- What to produce -
Copy each line of the records below that has "EntityTrait" in it.

++++ Exercise data

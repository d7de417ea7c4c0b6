//! Rover Recipes Common Library
//!
//! Shared code for the Rover Recipes backend including:
//! - Database models, connection pool and repository
//! - The recipe catalog service (recipe creation)
//! - Photo storage
//! - Error types and handling
//! - Configuration management
//! - Metrics helpers

pub mod catalog;
pub mod config;
pub mod db;
pub mod errors;
pub mod metrics;
pub mod storage;

// Re-export commonly used types
pub use catalog::{Catalog, IngredientRow, RecipeSubmission, StepRow};
pub use config::AppConfig;
pub use db::{DbPool, Repository};
pub use errors::{AppError, Result};
pub use storage::{PhotoStore, PhotoUpload};

/// Application version
pub const VERSION: &str = env!("CARGO_PKG_VERSION");
//! Ingredient entity, shared by every recipe that uses it

use sea_orm::entity::prelude::*;
use serde::{Deserialize, Serialize};

#[derive(Clone, Debug, PartialEq, Eq, DeriveEntityModel, Serialize, Deserialize)]
#[sea_orm(table_name = "ingredientes")]
pub struct Model {
    #[sea_orm(primary_key)]
    pub id: i32,

    #[sea_orm(column_name = "nombre", unique)]
    pub name: String,

    #[sea_orm(column_name = "unidad", nullable)]
    pub unit: Option<String>,
}

#[derive(Copy, Clone, Debug, EnumIter, DeriveRelation)]
pub enum Relation {
    #[sea_orm(has_many = "super::recipe_ingredient::Entity")]
    RecipeIngredients,
}

impl Related<super::recipe_ingredient::Entity> for Entity {
    fn to() -> RelationDef {
        Relation::RecipeIngredients.def()
    }
}

impl ActiveModelBehavior for ActiveModel {}
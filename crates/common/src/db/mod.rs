//! Database layer for Rover Recipes
//!
//! Provides:
//! - SeaORM entity models
//! - Repository pattern for data access
//! - The connection provider handed to request handlers
//! - Idempotent schema bootstrap

pub mod models;
mod repository;

pub use repository::{
    IngredientLine, NewIngredient, NewRecipe, NewStep, RecipeDetail, RecipeSummary, Repository,
    StepLine,
};

use crate::config::DatabaseConfig;
use crate::errors::{AppError, Result};
use models::*;
use sea_orm::{
    ConnectOptions, ConnectionTrait, Database, DatabaseConnection, DatabaseTransaction,
    EntityTrait, Schema, TransactionTrait,
};
use std::time::Duration;
use tracing::info;

/// Database connection pool wrapper
///
/// Built once at startup and cloned into the router state. Handlers borrow a
/// pooled connection per query, or open a transaction that rolls back when
/// dropped without a commit.
#[derive(Clone)]
pub struct DbPool {
    conn: DatabaseConnection,
}

impl DbPool {
    /// Create a new database pool from configuration
    pub async fn new(config: &DatabaseConfig) -> Result<Self> {
        if config.url.is_none() {
            std::fs::create_dir_all(&config.data_dir).map_err(|e| AppError::DatabaseConnection {
                message: format!("Failed to create data directory {}: {}", config.data_dir, e),
            })?;
        }

        let url = config.connection_url();
        info!(url = %url, "Connecting to database...");

        let mut opts = ConnectOptions::new(url);
        opts.connect_timeout(Duration::from_secs(config.connect_timeout_secs))
            .sqlx_logging(false);

        if config.is_in_memory() {
            // Every connection to sqlite::memory: opens a separate database
            opts.max_connections(1).min_connections(1);
        } else {
            opts.max_connections(config.max_connections)
                .min_connections(config.min_connections);
        }

        let conn = Database::connect(opts)
            .await
            .map_err(|e| AppError::DatabaseConnection {
                message: format!("Failed to connect: {}", e),
            })?;

        info!("Database connection established");

        Ok(Self { conn })
    }

    /// Pooled connection for single statements
    pub fn conn(&self) -> &DatabaseConnection {
        &self.conn
    }

    /// Open a transaction; dropping it without `commit` rolls back
    pub async fn begin(&self) -> Result<DatabaseTransaction> {
        self.conn.begin().await.map_err(Into::into)
    }

    /// Create every table that does not exist yet
    pub async fn ensure_schema(&self) -> Result<()> {
        create_table(&self.conn, CategoryEntity).await?;
        create_table(&self.conn, IngredientEntity).await?;
        create_table(&self.conn, RecipeEntity).await?;
        create_table(&self.conn, RecipeIngredientEntity).await?;
        create_table(&self.conn, StepEntity).await?;

        info!("Database schema ready");
        Ok(())
    }

    /// Ping the database to check connectivity
    pub async fn ping(&self) -> Result<()> {
        self.conn
            .execute_unprepared("SELECT 1")
            .await
            .map_err(|e| AppError::DatabaseConnection {
                message: format!("Ping failed: {}", e),
            })?;

        Ok(())
    }
}

async fn create_table<E: EntityTrait>(conn: &DatabaseConnection, entity: E) -> Result<()> {
    let backend = conn.get_database_backend();
    let mut stmt = Schema::new(backend).create_table_from_entity(entity);
    stmt.if_not_exists();

    conn.execute(backend.build(&stmt)).await?;
    Ok(())
}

++++++++

- The answer -
    EntityTrait, Schema, TransactionTrait,
async fn create_table<E: EntityTrait>(conn: &DatabaseConnection, entity: E) -> Result<()> {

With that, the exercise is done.